Christopher Huckel > Steve Charles

13 Sep 2016

Greg using your expertise in logic then shouldn't the world send all the waste to these facilities in the northern hemisphere rather than spreading this toxic legacy into the Southern Hemisphere.

Steve Charles > Steve Charles

13 Sep 2016

Greig, Mankind does not have the ability to build anything that can last 100,000 years and never will. This nuclear waste dump will be designed to slowly disintegrate over just a few hundred years and release its highly radioactive contents into the surrounding rock in the hope that it will not contaminate anything. This is not a legacy we should be considering for the future generations in SA.

Greig Ebeling > Steve Charles

13 Sep 2016

Christopher, I don't see your logic. North vs South Hemisphere? We all live on one planet. We shipped the uranium from our mines in the Southern Hemisphere, so it makes sense to manage the waste here also, considering Australia has the perfect geology.

Greig Ebeling > Steve Charles

13 Sep 2016

Steve, obviously you are not skilled in understanding the engineering of such repositories. There are some really smart people working on this.

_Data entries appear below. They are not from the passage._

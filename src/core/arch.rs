//! Architectural state: general-purpose registers, program counter, flags.
//!
//! Implements the register file of the simulated machine, containing 32
//! registers (R0-R31). Register R0 is hardwired to zero: the guard lives
//! at the Writeback call site (see `core::stages::write_back`), not in
//! the store itself, matching the pipeline's own write discipline.

/// The four architectural status flags.
#[derive(Clone, Copy, Debug, Default, PartialEq, Eq, serde::Serialize)]
pub struct Flags {
    pub zero: bool,
    pub negative: bool,
    pub carry: bool,
    /// Declared for completeness; never written by the core ALU
    /// operations and always reported as `false`.
    pub overflow: bool,
}

/// General-purpose register file.
///
/// Contains 32 general-purpose registers (R0-R31) plus the program
/// counter and status flags. Register R0 always reads back whatever was
/// last stored in slot 0 -- it is writeback's job to never store there.
pub struct RegisterFile {
    regs: [u32; 32],
    pub pc: u32,
    pub flags: Flags,
}

impl RegisterFile {
    /// Creates a new register file with all registers, PC, and flags
    /// set to zero.
    pub fn new() -> Self {
        Self {
            regs: [0; 32],
            pc: 0,
            flags: Flags::default(),
        }
    }

    /// Reads a register value.
    pub fn read(&self, idx: u8) -> u32 {
        self.regs[idx as usize]
    }

    /// Writes a register value.
    ///
    /// This performs no R0 guard -- callers that implement Writeback
    /// are responsible for skipping index 0 per invariant I2.
    pub fn write(&mut self, idx: u8, val: u32) {
        self.regs[idx as usize] = val;
    }

    /// Updates zero/negative flags from an ALU result. Carry and
    /// overflow are left untouched; the caller sets carry explicitly
    /// for ADD/SUB.
    pub fn update_zn(&mut self, result: u32) {
        self.flags.zero = result == 0;
        self.flags.negative = (result >> 31) & 1 == 1;
    }

    /// Snapshot of all 32 registers, for history recording.
    pub fn snapshot(&self) -> [u32; 32] {
        self.regs
    }

    /// Dumps registers to stdout, two per line.
    pub fn dump(&self) {
        for i in (0..32).step_by(2) {
            println!(
                "R{:<2}={:#010x} R{:<2}={:#010x}",
                i,
                self.regs[i],
                i + 1,
                self.regs[i + 1]
            );
        }
    }
}

impl Default for RegisterFile {
    fn default() -> Self {
        Self::new()
    }
}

If you have the skills and experience to question their work, I am certain they would be interested in your input. Otherwise, why do you think your negative and uneducated opinion matters?

Government Agency

Consultation Team - Brooke > Steve Charles

16 Sep 2016

Hi Steve, thanks for your comments. We appreciate all input into the discussion as it is indeed an important one about our future. There are two things to note as related to your comments; firstly, should it get to the point where any activity should proceed, the Royal Commission found that all activities would be subject to stringent regulation to ensure they are safe, secure and safeguarded. Details about regulatory bodies can be found in the 'Fact Sheet's section here on our website.

Secondly, the Commission drew on research and key learnings from a number of countries who are currently in progress with developing Geological Disposal Facilities. It found that GDFs are a highly sophisticated engineering operation, managed via a multi-barrier system which is a permanent, passive technique, removing the need for future generations to manage the waste. You can find out more here: http://bit.ly/2aTlgkL (copy and paste)

David Mackinnon

05 Sep 2016

Just some initial pointers to test whether I can post. I have a longer term view and mistrust in the long term viability of our economic system and stability of our society, both based on false parameters. High level waste lasts till the next civilisation discovers it.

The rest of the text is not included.